Data:
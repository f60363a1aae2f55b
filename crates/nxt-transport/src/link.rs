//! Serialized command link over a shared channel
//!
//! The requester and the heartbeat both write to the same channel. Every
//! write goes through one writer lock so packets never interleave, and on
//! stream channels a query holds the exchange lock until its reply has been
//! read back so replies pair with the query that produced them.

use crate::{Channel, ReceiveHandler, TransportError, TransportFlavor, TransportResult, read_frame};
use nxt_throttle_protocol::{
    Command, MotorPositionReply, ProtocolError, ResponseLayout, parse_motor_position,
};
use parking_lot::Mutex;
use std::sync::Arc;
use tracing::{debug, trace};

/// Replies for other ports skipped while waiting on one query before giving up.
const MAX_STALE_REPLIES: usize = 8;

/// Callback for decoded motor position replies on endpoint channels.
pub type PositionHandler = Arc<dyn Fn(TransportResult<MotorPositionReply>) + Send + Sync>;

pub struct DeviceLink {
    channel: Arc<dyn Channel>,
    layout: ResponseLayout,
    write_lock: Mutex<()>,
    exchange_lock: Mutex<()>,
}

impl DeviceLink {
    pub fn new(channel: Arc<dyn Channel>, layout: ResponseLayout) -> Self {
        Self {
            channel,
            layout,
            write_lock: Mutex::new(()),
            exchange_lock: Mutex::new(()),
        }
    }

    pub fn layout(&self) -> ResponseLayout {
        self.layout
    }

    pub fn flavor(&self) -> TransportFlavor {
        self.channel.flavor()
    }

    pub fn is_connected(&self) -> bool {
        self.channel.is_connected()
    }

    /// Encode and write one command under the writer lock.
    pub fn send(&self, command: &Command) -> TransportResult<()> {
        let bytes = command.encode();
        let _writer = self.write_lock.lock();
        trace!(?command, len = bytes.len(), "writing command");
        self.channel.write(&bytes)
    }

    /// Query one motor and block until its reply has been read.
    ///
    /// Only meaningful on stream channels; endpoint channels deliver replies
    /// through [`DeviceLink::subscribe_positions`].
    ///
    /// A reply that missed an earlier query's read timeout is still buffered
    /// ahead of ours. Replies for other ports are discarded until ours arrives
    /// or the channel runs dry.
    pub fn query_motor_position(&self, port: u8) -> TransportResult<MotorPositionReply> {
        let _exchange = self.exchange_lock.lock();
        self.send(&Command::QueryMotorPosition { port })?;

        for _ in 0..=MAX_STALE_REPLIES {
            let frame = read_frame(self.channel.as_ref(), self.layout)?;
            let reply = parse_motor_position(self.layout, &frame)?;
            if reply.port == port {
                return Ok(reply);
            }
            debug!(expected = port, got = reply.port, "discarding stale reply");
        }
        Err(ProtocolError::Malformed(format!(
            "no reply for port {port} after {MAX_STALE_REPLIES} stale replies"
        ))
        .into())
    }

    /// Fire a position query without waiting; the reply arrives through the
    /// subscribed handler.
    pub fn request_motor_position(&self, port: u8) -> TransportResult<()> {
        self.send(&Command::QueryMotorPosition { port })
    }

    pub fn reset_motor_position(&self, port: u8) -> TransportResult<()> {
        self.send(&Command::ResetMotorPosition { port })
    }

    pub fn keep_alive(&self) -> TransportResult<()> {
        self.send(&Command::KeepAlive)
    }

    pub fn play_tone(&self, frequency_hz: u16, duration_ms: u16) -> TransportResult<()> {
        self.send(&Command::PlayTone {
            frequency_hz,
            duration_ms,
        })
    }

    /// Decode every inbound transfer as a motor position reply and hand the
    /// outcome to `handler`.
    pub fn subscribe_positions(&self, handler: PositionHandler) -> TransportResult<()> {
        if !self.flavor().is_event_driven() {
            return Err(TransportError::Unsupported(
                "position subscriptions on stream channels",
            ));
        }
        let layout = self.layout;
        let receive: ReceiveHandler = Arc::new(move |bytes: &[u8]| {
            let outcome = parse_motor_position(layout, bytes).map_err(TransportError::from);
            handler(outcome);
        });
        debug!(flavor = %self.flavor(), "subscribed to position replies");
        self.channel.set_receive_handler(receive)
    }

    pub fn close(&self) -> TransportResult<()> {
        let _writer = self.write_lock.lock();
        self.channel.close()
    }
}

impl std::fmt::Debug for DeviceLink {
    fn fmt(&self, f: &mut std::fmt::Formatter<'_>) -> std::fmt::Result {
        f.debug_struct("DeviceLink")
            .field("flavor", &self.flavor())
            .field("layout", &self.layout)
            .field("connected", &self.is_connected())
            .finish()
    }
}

Your instructions: Repeat the entries exactly, all of them.

The answer:
repository f60363a1aae2f55b
filename crates/nxt-transport/src/link.rs
//! Serialized command link over a shared channel
//!
//! The requester and the heartbeat both write to the same channel. Every
//! write goes through one writer lock so packets never interleave, and on
//! stream channels a query holds the exchange lock until its reply has been
//! read back so replies pair with the query that produced them.

use crate::{Channel, ReceiveHandler, TransportError, TransportFlavor, TransportResult, read_frame};
use nxt_throttle_protocol::{
    Command, MotorPositionReply, ProtocolError, ResponseLayout, parse_motor_position,
};
use parking_lot::Mutex;
use std::sync::Arc;
use tracing::{debug, trace};

/// Replies for other ports skipped while waiting on one query before giving up.
const MAX_STALE_REPLIES: usize = 8;

/// Callback for decoded motor position replies on endpoint channels.
pub type PositionHandler = Arc<dyn Fn(TransportResult<MotorPositionReply>) + Send + Sync>;

pub struct DeviceLink {
    channel: Arc<dyn Channel>,
    layout: ResponseLayout,
    write_lock: Mutex<()>,
    exchange_lock: Mutex<()>,
}

impl DeviceLink {
    pub fn new(channel: Arc<dyn Channel>, layout: ResponseLayout) -> Self {
        Self {
            channel,
            layout,
            write_lock: Mutex::new(()),
            exchange_lock: Mutex::new(()),
        }
    }

    pub fn layout(&self) -> ResponseLayout {
        self.layout
    }

    pub fn flavor(&self) -> TransportFlavor {
        self.channel.flavor()
    }

    pub fn is_connected(&self) -> bool {
        self.channel.is_connected()
    }

    /// Encode and write one command under the writer lock.
    pub fn send(&self, command: &Command) -> TransportResult<()> {
        let bytes = command.encode();
        let _writer = self.write_lock.lock();
        trace!(?command, len = bytes.len(), "writing command");
        self.channel.write(&bytes)
    }

    /// Query one motor and block until its reply has been read.
    ///
    /// Only meaningful on stream channels; endpoint channels deliver replies
    /// through [`DeviceLink::subscribe_positions`].
    ///
    /// A reply that missed an earlier query's read timeout is still buffered
    /// ahead of ours. Replies for other ports are discarded until ours arrives
    /// or the channel runs dry.
    pub fn query_motor_position(&self, port: u8) -> TransportResult<MotorPositionReply> {
        let _exchange = self.exchange_lock.lock();
        self.send(&Command::QueryMotorPosition { port })?;

        for _ in 0..=MAX_STALE_REPLIES {
            let frame = read_frame(self.channel.as_ref(), self.layout)?;
            let reply = parse_motor_position(self.layout, &frame)?;
            if reply.port == port {
                return Ok(reply);
            }
            debug!(expected = port, got = reply.port, "discarding stale reply");
        }
        Err(ProtocolError::Malformed(format!(
            "no reply for port {port} after {MAX_STALE_REPLIES} stale replies"
        ))
        .into())
    }

    /// Fire a position query without waiting; the reply arrives through the
    /// subscribed handler.
    pub fn request_motor_position(&self, port: u8) -> TransportResult<()> {
        self.send(&Command::QueryMotorPosition { port })
    }

    pub fn reset_motor_position(&self, port: u8) -> TransportResult<()> {
        self.send(&Command::ResetMotorPosition { port })
    }

    pub fn keep_alive(&self) -> TransportResult<()> {
        self.send(&Command::KeepAlive)
    }

    pub fn play_tone(&self, frequency_hz: u16, duration_ms: u16) -> TransportResult<()> {
        self.send(&Command::PlayTone {
            frequency_hz,
            duration_ms,
        })
    }

    /// Decode every inbound transfer as a motor position reply and hand the
    /// outcome to `handler`.
    pub fn subscribe_positions(&self, handler: PositionHandler) -> TransportResult<()> {
        if !self.flavor().is_event_driven() {
            return Err(TransportError::Unsupported(
                "position subscriptions on stream channels",
            ));
        }
        let layout = self.layout;
        let receive: ReceiveHandler = Arc::new(move |bytes: &[u8]| {
            let outcome = parse_motor_position(layout, bytes).map_err(TransportError::from);
            handler(outcome);
        });
        debug!(flavor = %self.flavor(), "subscribed to position replies");
        self.channel.set_receive_handler(receive)
    }

    pub fn close(&self) -> TransportResult<()> {
        let _writer = self.write_lock.lock();
        self.channel.close()
    }
}

impl std::fmt::Debug for DeviceLink {
    fn fmt(&self, f: &mut std::fmt::Formatter<'_>) -> std::fmt::Result {
        f.debug_struct("DeviceLink")
            .field("flavor", &self.flavor())
            .field("layout", &self.layout)
            .field("connected", &self.is_connected())
            .finish()
    }
}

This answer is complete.